Friday, June 20, 2014

The lunch crowd on Africa

My first hike through campus two years ago exposed me to tens of thousands of Chinese--and one African, whose eyes caught mine that fine morning. Those eyes seemed to suggest we were already connected, perhaps as two honorary members in a Society of Outsiders. Once I started taking Chinese classes, I got to know some other Africans--Evanio and Agilcio, both from Guinea Bissau, and a doctor from the Congo. A woman from Malawi. Sometimes on Wednesday afternoons we would sit around a bowl of peanuts in my apartment and stammer through our Chinese lessons--unable to easily drift off into our native languages, since we spoke Portuguese, French and English respectively. Chinese was our common language. I at least had the benefit of Chinese-English dictionaries and books. Not so easy for them.

It was in those days that I started thinking about the Sino-African relationship. My radar was up, and I started noticing things in the news and
in book reviews about China's growing presence in Africa. Today, for instance, there is buzz about Monday's Second Forum on China-Africa Media Cooperation.

My classmate from the Congo already is a doctor, a gynecologist, but hopes to pursue further study here in China if he passes the HSK language exam. The two from Guinea Bissau aspire to be doctors, and sweet ones they will be if all goes well. They like China's mix of Western and Eastern practices and they value what they believe China has done for them at home.

I sense that some Africans embrace  China's less-Western values and are willing to overlook occasional abuses--no country is above them.  If nothing else, China and most African countries have developing economies, and they're all just trying to make the best of it. Why not cooperate?

Today a different collection of individuals, my Tuesday lunch crowd minus Shi Jun, huddled over tofu, vegetables and rice in the school cafeteria and talked about China's presence in Africa. These three Chinese people--my linguist buddy, a friend of her daughter's, and a stray academic who has taken to joining our weekly conversations--were each eager to dissuade me from seeing China's growing presence in Africa as a re-run of European imperialism, but each for different reasons.

The older two, who often see big gaps between government theory and practice, between professed motives and real intentions, were less critical than usual of the government and were focused more on the individuals who have migrated from China to Africa. Why not go to Africa? Life is just so hard for so many Chinese people, and there is so much competition for too few good jobs. Pollution is a problem--rivers are bad, cancer rates are skyrocketing (so one of them said). And they painted a picture of immigration not unlike that of any other diaspora, where people who have suffered seek more opportunity in a new place. And the Chinese are well known for their capacity to go on, to work hard, and to endure.

But one of them felt that the Chinese government has misplaced priorities and should be doing more for these very people (before they emigrate) and less for people abroad, possibly Africans. Should a mother give food to others if two of her own children are hungry? That one also felt that China actually has decent environmental regulations but is hesitant to enforce them, partly because it has too cozy a relationship with the tax-paying companies it is supposed to regulate.

But the youngest one thought that the Chinese government, however self-interested it might be in making business deals in Africa and elsewhere, has no choice.
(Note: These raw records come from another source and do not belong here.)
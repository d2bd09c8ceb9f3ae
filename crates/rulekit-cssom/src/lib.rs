//! In-memory CSS object model for rulekit.
//!
//! This crate plays the part of the host document: it owns the loaded
//! stylesheets, their live rule lists and each rule's style map.
//!
//! - **Documents**: ordered stylesheet collections, built in code or from a TOML manifest
//! - **Stylesheets**: external (href) or internal (title), with `insert_rule`,
//!   `delete_rule` and the legacy `add_rule`
//! - **Rules**: selector text, `css_text()` serialization and a camelCase style map
//!
//! # Example
//!
//! ```
//! use rulekit_cssom::prelude::*;
//!
//! let mut document = Document::new();
//! let sheet = document.add_style_sheet(StyleSheet::internal("local", ".a { color: red; }"));
//!
//! sheet.insert_rule(".b { margin: 0 }", sheet.len()).unwrap();
//! let rules = sheet.css_rules();
//! assert_eq!(rules.len(), 2);
//! assert_eq!(rules.get(1).unwrap().css_text(), ".b { margin: 0; }");
//! ```

pub mod declaration;
pub mod document;
pub mod logging;
pub mod parser;
pub mod properties;
pub mod rule;
pub mod sheet;

mod error;

pub use error::{Error, Result};

/// Prelude module with commonly used types.
pub mod prelude {
    pub use crate::declaration::{Declaration, StyleDeclaration};
    pub use crate::document::{Document, DocumentManifest, SheetSource};
    pub use crate::rule::{CssRule, CssRuleRef};
    pub use crate::sheet::{CssRuleList, SheetApi, StyleSheet, StyleSheetRef};
}
//! Convenience handle for the rules of a loaded stylesheet.
//!
//! A [`StylesheetHandle`] binds once to one stylesheet of a document, found
//! by the end of its href or by its title, and then offers rule-level
//! operations on the sheet's live rule list:
//!
//! - **Lookup**: [`get_rules`](StylesheetHandle::get_rules),
//!   [`get_rules_by_selector_hint`](StylesheetHandle::get_rules_by_selector_hint),
//!   [`includes_rule`](StylesheetHandle::includes_rule)
//! - **Mutation**: insert, delete newest-first, replace
//! - **Properties**: read and guarded write of one style property
//! - **Dumping**: per-rule declaration listings and a whole-sheet `Display`
//! - **Copying**: inject rules from another handle, or clone a whole sheet
//!
//! # Example
//!
//! ```
//! use rulekit::prelude::*;
//!
//! let mut document = Document::new();
//! document.add_style_sheet(StyleSheet::external("/css/tinker.css", ".a { color: red; }"));
//! document.add_style_sheet(StyleSheet::internal("copy", ""));
//!
//! let source = StylesheetHandle::new(&document, &SheetRef::href("tinker.css"));
//! let copy = StylesheetHandle::new(&document, &SheetRef::title("copy"));
//!
//! copy.clone_from_handle(&source);
//! assert_eq!(copy.to_string(), source.to_string());
//! ```

pub mod count;
pub mod handle;
pub mod hint;
pub mod logging;
pub mod property;
pub mod reference;

pub use count::BackCount;
pub use handle::{StyleGuard, StylesheetHandle};
pub use hint::SelectorHint;
pub use reference::SheetRef;

/// Prelude module with commonly used types.
pub mod prelude {
    pub use crate::count::BackCount;
    pub use crate::handle::{StyleGuard, StylesheetHandle};
    pub use crate::hint::{EXACT_MARKER, SelectorHint};
    pub use crate::reference::SheetRef;

    pub use rulekit_cssom::prelude::*;
}
//! Style property name normalization.

/// Convert a hyphen, underscore or space separated property name to the
/// camelCase form used by the style map.
///
/// Names without any separator are returned unchanged, so camelCase input
/// passes straight through, and so are custom property names (`--accent`),
/// which are case sensitive and addressed as written. Otherwise the name is lowercased, each run of
/// separators becomes a word break, and the first character after every
/// break is uppercased.
///
/// ```
/// use rulekit::property::normalize_property_name;
///
/// assert_eq!(normalize_property_name("font-family"), "fontFamily");
/// assert_eq!(normalize_property_name("BACKGROUND_COLOR"), "backgroundColor");
/// assert_eq!(normalize_property_name("borderTopLeftRadius"), "borderTopLeftRadius");
/// assert_eq!(normalize_property_name("-webkit-transition"), "WebkitTransition");
/// assert_eq!(normalize_property_name("--accent-Color"), "--accent-Color");
/// ```
pub fn normalize_property_name(name: &str) -> String {
    let is_separator = |c: char| matches!(c, '-' | '_' | ' ');

    if name.starts_with("--") || !name.contains(is_separator) {
        return name.to_string();
    }

    let mut camel = String::with_capacity(name.len());
    let mut at_break = false;
    for c in name.to_lowercase().chars() {
        if is_separator(c) {
            at_break = true;
        } else if at_break {
            camel.extend(c.to_uppercase());
            at_break = false;
        } else {
            camel.push(c);
        }
    }
    camel
}
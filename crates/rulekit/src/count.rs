//! How many matching rules a deletion may remove.

/// Upper bound on the number of rules [`delete_rules`] removes.
///
/// Numbers convert with the usual policy: zero or less means every match,
/// a positive number is the bound. `None` and NaN fall back to the default,
/// which removes only the most recent match.
///
/// [`delete_rules`]: crate::StylesheetHandle::delete_rules
#[derive(Debug, Clone, Copy, PartialEq, Eq, Hash, Default)]
pub enum BackCount {
    /// Only the last matching rule.
    #[default]
    Last,
    /// Every matching rule.
    All,
    /// At most this many matching rules.
    AtMost(usize),
}

impl BackCount {
    /// Resolve to a concrete bound for a rule list of `len` rules.
    pub fn limit(self, len: usize) -> usize {
        match self {
            Self::Last => 1,
            Self::All => len,
            Self::AtMost(n) => n,
        }
    }
}

macro_rules! impl_from_signed {
    ($($ty:ty),*) => {
        $(
            impl From<$ty> for BackCount {
                fn from(n: $ty) -> Self {
                    if n <= 0 {
                        Self::All
                    } else {
                        Self::AtMost(usize::try_from(n).unwrap_or(usize::MAX))
                    }
                }
            }
        )*
    };
}

macro_rules! impl_from_unsigned {
    ($($ty:ty),*) => {
        $(
            impl From<$ty> for BackCount {
                fn from(n: $ty) -> Self {
                    if n == 0 {
                        Self::All
                    } else {
                        Self::AtMost(usize::try_from(n).unwrap_or(usize::MAX))
                    }
                }
            }
        )*
    };
}

impl_from_signed!(i8, i16, i32, i64, isize);
impl_from_unsigned!(u8, u16, u32, u64, usize);

impl From<f64> for BackCount {
    /// Fractions truncate toward zero, so `0.5` removes nothing.
    fn from(n: f64) -> Self {
        if n.is_nan() {
            Self::Last
        } else if n <= 0.0 || n.is_infinite() {
            Self::All
        } else {
            // Saturating cast; the value is finite and positive here.
            Self::AtMost(n.trunc() as usize)
        }
    }
}

impl From<f32> for BackCount {
    fn from(n: f32) -> Self {
        Self::from(f64::from(n))
    }
}

impl<T: Into<BackCount>> From<Option<T>> for BackCount {
    fn from(n: Option<T>) -> Self {
        n.map_or(Self::Last, Into::into)
    }
}
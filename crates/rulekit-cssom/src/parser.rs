//! Rule text parser using the `cssparser` crate.
//!
//! The object model only needs to split rule text into a selector and a
//! list of declarations. Selectors are kept as source text (whitespace
//! collapsed) and declaration values are kept as written; neither is
//! validated beyond tokenization.

use cssparser::{Delimiter, ParseError as CssParseError, Parser, ParserInput, Token};

use crate::declaration::Declaration;
use crate::logging::targets;
use crate::{Error, Result};

/// A style rule split into its selector and declarations.
#[derive(Debug, Clone, PartialEq, Eq)]
pub struct ParsedRule {
    /// Selector text with whitespace runs collapsed to single spaces.
    pub selector: String,
    /// Declarations in source order.
    pub declarations: Vec<Declaration>,
}

/// Parse the text of exactly one style rule: `selector { declarations }`.
///
/// Anything after the closing brace other than whitespace is an error.
///
/// # Example
///
/// ```
/// use rulekit_cssom::parser::parse_rule_text;
///
/// let rule = parse_rule_text("div  p.note { color: red; margin: 0 !important }").unwrap();
/// assert_eq!(rule.selector, "div p.note");
/// assert_eq!(rule.declarations.len(), 2);
/// assert!(rule.declarations[1].important);
/// ```
pub fn parse_rule_text(text: &str) -> Result<ParsedRule> {
    let mut input = ParserInput::new(text);
    let mut parser = Parser::new(&mut input);

    let rule = parse_rule(&mut parser)?;

    parser.skip_whitespace();
    if !parser.is_exhausted() {
        let location = parser.current_source_location();
        return Err(Error::parse(
            "Unexpected content after rule",
            location.line + 1,
            location.column,
        ));
    }

    Ok(rule)
}

/// Check that `value` reads back as the single, normal-priority value of
/// property `name`, and return it trimmed.
///
/// Values that would split into several declarations, close the rule
/// block, carry `!important` or leave a block, string or comment open are
/// rejected.
///
/// ```
/// use rulekit_cssom::parser::parse_value;
///
/// assert_eq!(parse_value("margin", " 0 auto ").unwrap(), "0 auto");
/// assert!(parse_value("color", "red; background-color: blue").is_err());
/// assert!(parse_value("color", "x } p { margin: 0").is_err());
/// ```
pub fn parse_value(name: &str, value: &str) -> Result<String> {
    let value = value.trim();
    let rule = parse_rule_text(&format!("_ {{ {name}: {value} }}"))?;

    match rule.declarations.as_slice() {
        [declaration] if !declaration.important && declaration.value == value => {
            Ok(declaration.value.clone())
        }
        _ => Err(Error::parse(
            format!("Not a single value for '{name}'"),
            1,
            0,
        )),
    }
}

/// Parse a stylesheet into its style rules.
///
/// Rules that fail to parse are skipped with a warning, the way a browser
/// drops invalid rules while loading a sheet.
pub fn parse_stylesheet(css: &str) -> Vec<ParsedRule> {
    let mut input = ParserInput::new(css);
    let mut parser = Parser::new(&mut input);
    let mut rules = vec![];

    loop {
        parser.skip_whitespace();

        if parser.is_exhausted() {
            break;
        }

        match parse_rule(&mut parser) {
            Ok(rule) => rules.push(rule),
            Err(e) => {
                tracing::warn!(target: targets::PARSER, "CSS parse error: {}", e);
                skip_to_next_rule(&mut parser);
            }
        }
    }

    rules
}

/// Parse a single rule starting at the current position.
fn parse_rule(parser: &mut Parser<'_, '_>) -> Result<ParsedRule> {
    let location = parser.current_source_location();

    let state = parser.state();
    let first = parser.next().cloned();
    parser.reset(&state);

    if let Ok(Token::AtKeyword(name)) = first {
        return Err(Error::parse(
            format!("At-rule '@{}' is not a style rule", name),
            location.line + 1,
            location.column,
        ));
    }

    let start = parser.position();
    parser
        .parse_until_before(Delimiter::CurlyBracketBlock, consume_all)
        .map_err(|e| to_error("Failed to read selector", e))?;
    let selector = collapse_whitespace(parser.slice_from(start));

    if selector.is_empty() {
        return Err(Error::parse("Empty selector", location.line + 1, location.column));
    }

    let declarations = match parser.next() {
        Ok(Token::CurlyBracketBlock) => parser
            .parse_nested_block(|block| Ok(parse_declarations(block)))
            .map_err(|e: CssParseError<'_, ()>| {
                to_error("Failed to parse declaration block", e)
            })?,
        _ => {
            return Err(Error::parse(
                format!("Expected '{{' after selector '{}'", selector),
                location.line + 1,
                location.column,
            ));
        }
    };

    Ok(ParsedRule {
        selector,
        declarations,
    })
}

/// Parse the contents of a declaration block.
///
/// Malformed declarations are dropped up to the next `;`.
fn parse_declarations(parser: &mut Parser<'_, '_>) -> Vec<Declaration> {
    let mut declarations = vec![];

    loop {
        parser.skip_whitespace();

        if parser.is_exhausted() {
            break;
        }

        match parser.parse_until_after(Delimiter::Semicolon, parse_declaration) {
            Ok(declaration) => declarations.push(declaration),
            Err(e) => {
                tracing::warn!(
                    target: targets::PARSER,
                    "Skipping malformed declaration at {}:{}: {:?}",
                    e.location.line + 1,
                    e.location.column,
                    e.kind
                );
            }
        }
    }

    declarations
}

/// Parse `name: value [!important]` up to (not including) the `;`.
fn parse_declaration<'i>(
    parser: &mut Parser<'i, '_>,
) -> std::result::Result<Declaration, CssParseError<'i, ()>> {
    let ident = parser.expect_ident()?.clone();
    let name = if ident.starts_with("--") {
        ident.to_string()
    } else {
        ident.to_ascii_lowercase()
    };

    parser.expect_colon()?;
    parser.skip_whitespace();

    let start = parser.position();
    parser.parse_until_before(Delimiter::Bang, consume_all)?;
    let value = parser.slice_from(start).trim().to_string();

    let important = parser.try_parse(cssparser::parse_important).is_ok();
    parser.expect_exhausted()?;

    if value.is_empty() {
        return Err(parser.new_custom_error(()));
    }

    Ok(Declaration {
        name,
        value,
        important,
    })
}

fn consume_all<'i>(parser: &mut Parser<'i, '_>) -> std::result::Result<(), CssParseError<'i, ()>> {
    while parser.next().is_ok() {}
    Ok(())
}

/// Skip to the next rule (error recovery).
fn skip_to_next_rule(parser: &mut Parser<'_, '_>) {
    loop {
        match parser.next() {
            // The nested block is skipped as a unit.
            Ok(Token::CurlyBracketBlock) | Ok(Token::Semicolon) | Err(_) => return,
            _ => {}
        }
    }
}

fn collapse_whitespace(text: &str) -> String {
    text.split_whitespace().collect::<Vec<_>>().join(" ")
}

fn to_error(context: &str, e: CssParseError<'_, ()>) -> Error {
    Error::parse(
        format!("{}: {:?}", context, e.kind),
        e.location.line + 1,
        e.location.column,
    )
}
In the long run, China's poor will benefit from the relationships China is currying abroad. China needs to make deals for food. She argued that food security is a mind-boggling issue and that the government must do whatever it can to make allies and plan for the future, even if some of it is on the backs of working people. She didn't deny that many workers are getting a lousy deal--whether Chinese or African--and that some mineral extraction is almost stealing (her word) and some farm laborers are treated almost as slaves, but she thought the larger picture is entirely justifiable. Of course, China must look out for itself. What country doesn't? Moreover, she argued that what we're witnessing in both China and Africa--with high pollution and low working conditions--is an inevitable stage in  becoming a more developed economy. She compared China to England during the Industrial Revolution--and thought that it must go through a dirty phase on its way to economic well being--and China might as well take a number of African countries with it.
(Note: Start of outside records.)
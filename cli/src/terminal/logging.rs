use std::fmt;

use colored::*;
use tracing::field::{Field, Visit};
use tracing::{Event, Level, Subscriber};
use tracing_subscriber::EnvFilter;
use tracing_subscriber::fmt::FormatEvent;
use tracing_subscriber::fmt::format::{self, Writer};
use tracing_subscriber::registry::LookupSpan;

use crate::terminal::print::PRINT_TARGET;
use crate::terminal::progress::ProgressWriter;

pub struct IcmpgenFormatter;

impl<S, N> FormatEvent<S, N> for IcmpgenFormatter
where
    S: Subscriber + for<'a> LookupSpan<'a>,
    N: for<'a> format::FormatFields<'a> + 'static,
{
    fn format_event(
        &self,
        ctx: &tracing_subscriber::fmt::FmtContext<'_, S, N>,
        mut writer: Writer<'_>,
        event: &Event<'_>,
    ) -> fmt::Result {
        let meta = event.metadata();

        if meta.target() == PRINT_TARGET {
            let mut visitor = RawMessage::default();
            event.record(&mut visitor);
            return writeln!(writer, "{}", visitor.0);
        }

        let (symbol, color_func): (&str, fn(ColoredString) -> ColoredString) = match *meta.level() {
            Level::TRACE => ("[ ]", |s| s.dimmed()),
            Level::DEBUG => ("[?]", |s| s.blue()),
            Level::INFO => ("[+]", |s| s.green().bold()),
            Level::WARN => ("[*]", |s| s.yellow().bold()),
            Level::ERROR => ("[-]", |s| s.red().bold()),
        };

        write!(writer, "{} ", color_func(symbol.into()))?;

        ctx.field_format().format_fields(writer.by_ref(), event)?;

        writeln!(writer)
    }
}

/// Pulls the `raw_msg` field out of a print event.
#[derive(Default)]
struct RawMessage(String);

impl Visit for RawMessage {
    fn record_str(&mut self, field: &Field, value: &str) {
        if field.name() == "raw_msg" {
            self.0 = value.to_string();
        }
    }

    fn record_debug(&mut self, field: &Field, value: &dyn fmt::Debug) {
        if field.name() == "raw_msg" {
            self.0 = format!("{value:?}");
        }
    }
}

/// `RUST_LOG` wins over the verbosity flag.
pub fn init_logging(verbose: u8) {
    let default_level: &str = match verbose {
        0 => "info",
        1 => "debug",
        _ => "trace",
    };
    let filter: EnvFilter =
        EnvFilter::try_from_default_env().unwrap_or_else(|_| EnvFilter::new(default_level));

    tracing_subscriber::fmt()
        .with_env_filter(filter)
        .event_format(IcmpgenFormatter)
        .with_writer(|| ProgressWriter)
        .init();
}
The older two were much less inclined to take an ends-justify-the-means perspective and yet one of them felt nothing good can happen until there is a little more widespread economic well being in China. One of them was quick to criticize the poor, who will do anything to survive, he felt; the other pointed fingers at the government, which is more interested in protecting Party members than in protecting China as a whole. These two obviously aren't nationalistic, but they are deeply patriotic--they love their homeland, no matter how flawed its policies and individuals might be.
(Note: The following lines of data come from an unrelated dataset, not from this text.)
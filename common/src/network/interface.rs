use std::net::{IpAddr, Ipv4Addr, UdpSocket};

use anyhow::Context;
use pnet::datalink::{self, NetworkInterface};
#[cfg(target_os = "linux")]
use linux_impl::is_wired;
#[cfg(not(target_os = "linux"))]
use fallback_impl::is_wired;
use tracing::debug;

use crate::utils::interface::NetworkInterfaceExtension;

/// Port used when routing the probe socket. Nothing is ever sent to it.
const ROUTE_PROBE_PORT: u16 = 53;

#[derive(Debug, PartialEq, Eq, Clone, Copy)]
pub enum ViabilityError {
    /// The interface is operationally down.
    IsDown,
    /// Loopback addresses never leave the host.
    IsLoopback,
    /// The interface has no usable (non-loopback, non-unspecified) IPv4 address.
    NoIpv4Address,
}

/// Returns the address the kernel would use as source when sending to `target`.
///
/// Asks the routing table first by connecting a UDP socket. When that fails
/// (no route, sandboxed host) the best up, non-loopback interface with an
/// IPv4 address is used instead.
pub fn outbound_ipv4(target: Ipv4Addr) -> anyhow::Result<Ipv4Addr> {
    if let Some(source) = resolve_route_source_ip(target) {
        debug!("kernel routes {target} via {source}");
        return Ok(source);
    }

    let interfaces: Vec<NetworkInterface> = datalink::interfaces();
    let interface: NetworkInterface = select_source_interface(interfaces, is_wired)
        .context("no up, non-loopback interface with an IPv4 address")?;

    let source: Ipv4Addr = interface
        .get_ipv4_source()
        .context(format!("interface {} lost its IPv4 address", interface.name))?;

    debug!("falling back to {source} on {}", interface.name);
    Ok(source)
}

fn resolve_route_source_ip(target: Ipv4Addr) -> Option<Ipv4Addr> {
    let socket = UdpSocket::bind("0.0.0.0:0").ok()?;
    socket.connect((target, ROUTE_PROBE_PORT)).ok()?;

    match socket.local_addr().ok()?.ip() {
        IpAddr::V4(v4) if !v4.is_unspecified() => Some(v4),
        _ => None,
    }
}

fn is_viable_source_interface(interface: &NetworkInterface) -> Result<(), ViabilityError> {
    if !interface.is_up() {
        return Err(ViabilityError::IsDown);
    }
    if interface.is_loopback() {
        return Err(ViabilityError::IsLoopback);
    }
    if interface.get_ipv4_source().is_none() {
        return Err(ViabilityError::NoIpv4Address);
    }

    Ok(())
}

fn select_source_interface(
    interfaces: Vec<NetworkInterface>,
    is_wired: impl Fn(&NetworkInterface) -> bool,
) -> Option<NetworkInterface> {
    let mut viable: Vec<NetworkInterface> = interfaces
        .into_iter()
        .filter(|interface| is_viable_source_interface(interface).is_ok())
        .collect();

    match viable.iter().position(|interface| is_wired(interface)) {
        Some(idx) => Some(viable.swap_remove(idx)),
        None => viable.into_iter().next(),
    }
}

#[cfg(target_os = "linux")]
mod linux_impl {
    use super::*;
    use std::path::Path;

    fn is_physical(interface: &NetworkInterface) -> bool {
        Path::new(&format!("/sys/class/net/{}/device", interface.name)).exists()
    }

    fn is_wireless(interface: &NetworkInterface) -> bool {
        Path::new(&format!("/sys/class/net/{}/wireless", interface.name)).exists()
    }

    pub fn is_wired(interface: &NetworkInterface) -> bool {
        is_physical(interface) && !is_wireless(interface)
    }
}

#[cfg(not(target_os = "linux"))]
mod fallback_impl {
    use super::*;

    // Without sysfs the name is the only hint we have.
    pub fn is_wired(interface: &NetworkInterface) -> bool {
        interface.name.starts_with("en") || interface.name.starts_with("eth")
    }
}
I have no idea how representative this trio's views are of the general population's, but one thing is clear: Chinese people don't all think alike about the daunting issues facing their government.

Another thing is this: my experience as a foreigner is complex. I'm a foreigner who shares outsider status with other foreigners in a part of China that still tends to stare at anyone who is not a Han; and yet many of the other foreigners at this university, like our Chinese hosts, are non-Westerners who may be seeking decidedly non-Western paths.

We may be witnessing not just the emergence of China as a growing power, but the emergence of a collective energy that is decidedly non-Western.

* * * * *

As my brother's friend MEB points out, a book some people might find interesting is Howard French's China's Second Continent: How a Million Migrants Are Building a New Empire in Africa.